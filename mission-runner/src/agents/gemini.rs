//! Gemini through the `generateContent` REST endpoint, driven with `curl`.

use std::io::Write;

use anyhow::{Context, Result, anyhow};
use serde::Serialize;
use tempfile::Builder;
use tracing::{debug, instrument};

use crate::io::process::{CommandRunner, CommandSpec};
use crate::io::workflow;

use super::AgentCli;

/// Model used when none is given.
pub const DEFAULT_MODEL: &str = "gemini-pro";

const API_BASE: &str = "https://generativelanguage.googleapis.com/v1beta/models";

#[derive(Debug, Serialize)]
struct GenerateRequest<'a> {
    contents: [Content<'a>; 1],
}

#[derive(Debug, Serialize)]
struct Content<'a> {
    parts: [Part<'a>; 1],
}

#[derive(Debug, Serialize)]
struct Part<'a> {
    text: &'a str,
}

/// Gemini strategy; holds the API key bound by `authenticate`.
#[derive(Debug, Clone, Default)]
pub struct GeminiCli {
    api_key: String,
}

impl GeminiCli {
    /// `curl` invocation posting the JSON body stored at `body_path`.
    pub fn command(&self, model: &str, body_path: &str) -> CommandSpec {
        CommandSpec::new("curl").args([
            "-s".to_string(),
            // Show errors despite -s.
            "-S".to_string(),
            // Non-2xx responses fail the command.
            "-f".to_string(),
            "-X".to_string(),
            "POST".to_string(),
            endpoint(model),
            "-H".to_string(),
            "Content-Type: application/json".to_string(),
            "-H".to_string(),
            format!("x-goog-api-key: {}", self.api_key),
            "-d".to_string(),
            format!("@{body_path}"),
        ])
    }
}

/// `generateContent` URL for `model`, defaulting to [`DEFAULT_MODEL`].
pub fn endpoint(model: &str) -> String {
    let model = if model.is_empty() { DEFAULT_MODEL } else { model };
    format!("{API_BASE}/{model}:generateContent")
}

/// JSON body for a single-turn text prompt.
pub fn request_body(prompt: &str) -> Result<String> {
    let body = GenerateRequest {
        contents: [Content {
            parts: [Part { text: prompt }],
        }],
    };
    serde_json::to_string(&body).context("serialize gemini request")
}

impl AgentCli for GeminiCli {
    fn name(&self) -> &'static str {
        "gemini"
    }

    #[instrument(skip_all)]
    fn install<R: CommandRunner + ?Sized>(&self, runner: &R) -> Result<()> {
        let _group = workflow::group("Verifying curl for Gemini");
        runner
            .run(&CommandSpec::new("curl").arg("--version"))
            .context("curl is required for Gemini but was not found")
    }

    fn authenticate(&mut self, token: &str) -> Result<()> {
        self.api_key = token.to_string();
        Ok(())
    }

    #[instrument(skip_all, fields(model = %model))]
    fn run<R: CommandRunner + ?Sized>(
        &self,
        runner: &R,
        prompt: &str,
        model: &str,
    ) -> Result<()> {
        if self.api_key.is_empty() {
            return Err(anyhow!(
                "token (GEMINI_API_KEY) not set, call authenticate first"
            ));
        }
        let model = if model.is_empty() { DEFAULT_MODEL } else { model };

        // Kept alive until curl has read it; removed on drop.
        let mut body_file = Builder::new()
            .prefix("gemini-req-")
            .suffix(".json")
            .tempfile()
            .context("create gemini request file")?;
        body_file
            .write_all(request_body(prompt)?.as_bytes())
            .context("write gemini request file")?;
        body_file.flush().context("flush gemini request file")?;
        let body_path = body_file.path().to_string_lossy().into_owned();

        workflow::notice(format!("Running gemini agent with model: {model}"));
        debug!(prompt_bytes = prompt.len(), "invoking curl generateContent");
        runner
            .run(&self.command(model, &body_path))
            .context("gemini request failed")
    }
}

#[cfg(test)]
mod tests {
    use super::*;
    use crate::test_support::ScriptedRunner;

    #[test]
    fn install_checks_curl() {
        let runner = ScriptedRunner::new();
        GeminiCli::default().install(&runner).expect("install");
        assert_eq!(runner.run_lines(), vec!["curl --version"]);
    }

    #[test]
    fn install_reports_missing_curl() {
        let runner = ScriptedRunner::new().with_run_failure("curl --version");
        let err = GeminiCli::default().install(&runner).unwrap_err();
        assert!(err.to_string().contains("curl is required"));
    }

    #[test]
    fn run_posts_to_generate_content_with_key_header() {
        let runner = ScriptedRunner::new();
        let mut gemini = GeminiCli::default();
        gemini.authenticate("test-key").expect("auth");

        gemini.run(&runner, "prompt", "gemini-2.5-pro").expect("run");

        let calls = runner.runs();
        assert_eq!(calls.len(), 1);
        let args = &calls[0].args;
        assert_eq!(calls[0].program, "curl");
        assert!(args.iter().any(|a| a == "-f"));
        assert!(args.iter().any(|a| a == "-S"));
        assert!(args.contains(
            &"https://generativelanguage.googleapis.com/v1beta/models/gemini-2.5-pro:generateContent"
                .to_string()
        ));
        assert!(args.contains(&"x-goog-api-key: test-key".to_string()));
        assert!(args.last().is_some_and(|a| a.starts_with('@')));
    }

    #[test]
    fn empty_model_uses_default() {
        assert!(endpoint("").contains("/gemini-pro:generateContent"));
    }

    #[test]
    fn request_body_wraps_prompt() {
        let body: serde_json::Value =
            serde_json::from_str(&request_body("hi \"there\"").expect("body")).expect("json");
        assert_eq!(body["contents"][0]["parts"][0]["text"], "hi \"there\"");
    }

    #[test]
    fn run_without_key_fails_before_spawning() {
        let runner = ScriptedRunner::new();
        let err = GeminiCli::default().run(&runner, "p", "").unwrap_err();
        assert!(err.to_string().contains("GEMINI_API_KEY"));
        assert!(runner.runs().is_empty());
    }
}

################

▸ **What the task requires**
Where the string "impl" appears in a line of the listing, copy that line.

▸ **Result**
impl GeminiCli {
impl AgentCli for GeminiCli {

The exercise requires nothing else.